PT Freeport Indonesia Kembali Ekspor Konsentrat Tembaga dan Emas
pada tanggal
Saturday, 23 August 2014
KOTA JAYAPURA - PT Freeport Indonesia akhirnya berhasil kembali mengekspor 50 ribu ton biji tambang konsentrat (HS26) tembaga dan emas ke Spanyol, setelah pada 8 Agustus 2014 silam sudah berhasil melakukan mengekspor produk serupa sebanyak 10 ribu ton ke Tiongkok.
Untuk alasan itulah Presiden Direktur PT Freeport Indonesia, Rozik Boedioro Soetjipto yang didampingi beberapa staf PT Freeport Indonesia, Senin (18/08/2014) siang bertemu Gubernur Papua, Lukas Enembe yang didampingi Sekda Papua, TEA Hery Dosinaen bersama seluruh pimpinan SKPD terkait, di lingkungan Pemprov Papua. Ketua Komisi C DPR Papua, Yan C Ayomi, anggota DPRP Carolus Bolly, Amal Saleh dan Ketua MRP, Timotius Murib.
Dalam pertemuan tertutup selama kurang lebih 1,5 jam itu, Rozik B Soetjipto kepada wartawan menjelaskan, pertemuannya dengan Gubernur Papua adalah untuk melaporkan bahwa, pihaknya sudah mulai ekspor kembali sejak ada penandatanganan MoU dengan pemerintah pusat di Jakarta.

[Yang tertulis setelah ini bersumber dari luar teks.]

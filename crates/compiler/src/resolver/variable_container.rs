/*
 * Copyright (c) 2026. Mikhail Kulik.
 *
 * Licensed under the Apache License, Version 2.0 (the "License");
 * you may not use this file except in compliance with the License.
 * You may obtain a copy of the License at
 *
 *     http://www.apache.org/licenses/LICENSE-2.0
 *
 * Unless required by applicable law or agreed to in writing, software
 * distributed under the License is distributed on an "AS IS" BASIS,
 * WITHOUT WARRANTIES OR CONDITIONS OF ANY KIND, either express or implied.
 * See the License for the specific language governing permissions and
 * limitations under the License.
 */

use std::collections::HashMap;

use ast::{Span, TypeName};

// ─── Function signature ──────────────────────────────────────────────────────

#[derive(Debug, Clone, PartialEq)]
pub struct FunctionSignature {
    pub return_type: TypeName,
    pub parameters: Vec<TypeName>,
    /// Where the function was declared. Tells a re-registration on a later
    /// pass apart from a second function with the same name.
    pub span: Span,
}

/// Outcome of registering a function.
#[derive(Debug, Clone, PartialEq)]
pub enum FunctionRegistration {
    /// First sighting, or the same declaration with a changed signature.
    Changed,
    Unchanged,
    /// A different declaration already owns the name.
    Conflict(FunctionSignature),
}

// ─── Variable container (scoped symbol table) ────────────────────────────────

/// Scoped symbol table for the resolver. Variable frames follow lexical
/// blocks; the function table outlives every frame so forward calls resolve
/// on later passes. The write flag records that some type changed during the
/// current pass.
#[derive(Debug, Default)]
pub struct VariableContainer {
    /// Innermost frame last. Each maps name → tracked type.
    frames: Vec<HashMap<String, TypeName>>,
    functions: HashMap<String, FunctionSignature>,
    write_flag: bool,
    /// Total number of times the write flag was raised.
    changes: usize,
}

impl VariableContainer {
    pub fn new() -> Self {
        Self::default()
    }

    pub fn push_frame(&mut self) {
        self.frames.push(HashMap::new());
    }

    pub fn pop_frame(&mut self) {
        self.frames.pop();
    }

    pub fn depth(&self) -> usize {
        self.frames.len()
    }

    /// Forgets the variables declared in the innermost frame.
    pub fn clear_frame(&mut self) {
        if let Some(frame) = self.frames.last_mut() {
            frame.clear();
        }
    }

    pub fn declare(&mut self, name: &str, type_name: TypeName) {
        if self.frames.is_empty() {
            self.push_frame();
        }
        if let Some(frame) = self.frames.last_mut() {
            frame.insert(name.to_string(), type_name);
        }
    }

    /// Innermost visible binding.
    pub fn lookup(&self, name: &str) -> Option<TypeName> {
        self.frames
            .iter()
            .rev()
            .find_map(|frame| frame.get(name).copied())
    }

    pub fn is_declared(&self, name: &str) -> bool {
        self.lookup(name).is_some()
    }

    pub fn declare_function(&mut self, name: &str, signature: FunctionSignature) -> FunctionRegistration {
        match self.functions.get(name) {
            Some(existing) if existing.span != signature.span => {
                FunctionRegistration::Conflict(existing.clone())
            }
            Some(existing) if *existing == signature => FunctionRegistration::Unchanged,
            _ => {
                self.functions.insert(name.to_string(), signature);
                self.set_write_flag();
                FunctionRegistration::Changed
            }
        }
    }

    pub fn lookup_function(&self, name: &str) -> Option<&FunctionSignature> {
        self.functions.get(name)
    }

    pub fn set_write_flag(&mut self) {
        self.write_flag = true;
        self.changes += 1;
    }

    pub fn clear_write_flag(&mut self) {
        self.write_flag = false;
    }

    /// Puts back a flag saved before a nested pass, without counting it as
    /// a new change.
    pub fn restore_write_flag(&mut self, write_flag: bool) {
        self.write_flag = self.write_flag || write_flag;
    }

    pub fn write_flag(&self) -> bool {
        self.write_flag
    }

    pub fn change_count(&self) -> usize {
        self.changes
    }
}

"Ekspor pertama (setelah terhenti sejak Januari 2014) pada 8 Agustus lalu sebanyak 10 ribu ton, dan sekarang sedang loading untuk ekspor ke Spanyol sebanyak 50 ribu ton," kata Presiden Direktur (Presdir) PT Freeport Indonesia, Rozik Boedioro Soetjipto di Jayapura, Senin (18/08/2014), usai menemui Gubernur Papua, Lukas Enembe.
Rozik mengaku menemui Gubernur Papua, guna menyampaikan aktivitas ekspor konsentrat PT Freeport Indonesia yang sudah dimulai lagi, setelah nota kesepahaman (MoU) dengan pemerintah ditandatangani.
"Kami laporkan kepada Beliau (Pak Gubernur-red) bahwa sudah ada ekspor kembali, semenjak ditandatangani MoU dengan pemerintah. Kami lapor isi MoU itu, dan apa yang harus ditindaklanjuti terkait amandemen Kontrak Karya (KK). Jadi, saya menghadap Gubernur untuk mungkin ada saran-saran beliau dan juga untuk bersama-sama menyampaikan hal-hal yang terutama, berkaitan dengan daerah. Itu kami bahas dengan beliau untuk nantinya, bisa menjadi bahan kami. Terutama dalam pembicaraan mengenai amandemen kontrak karya itu,” terangnya panjang lebar.
Freeport dibolehkan ekspor konsentrat setelah menuntaskan renegosiasi kontrak karya (KK), dan memenuhi sejumlah item yang diwajibkan pemerintah.
Freeport menghentikan ekspor hasil tambang sejak Januari 2014, setelah pemerintah melalui Kementerian Keuangan (Kemenkeu) menetapkan bea keluar progresif dengan tarif awal 25 persen.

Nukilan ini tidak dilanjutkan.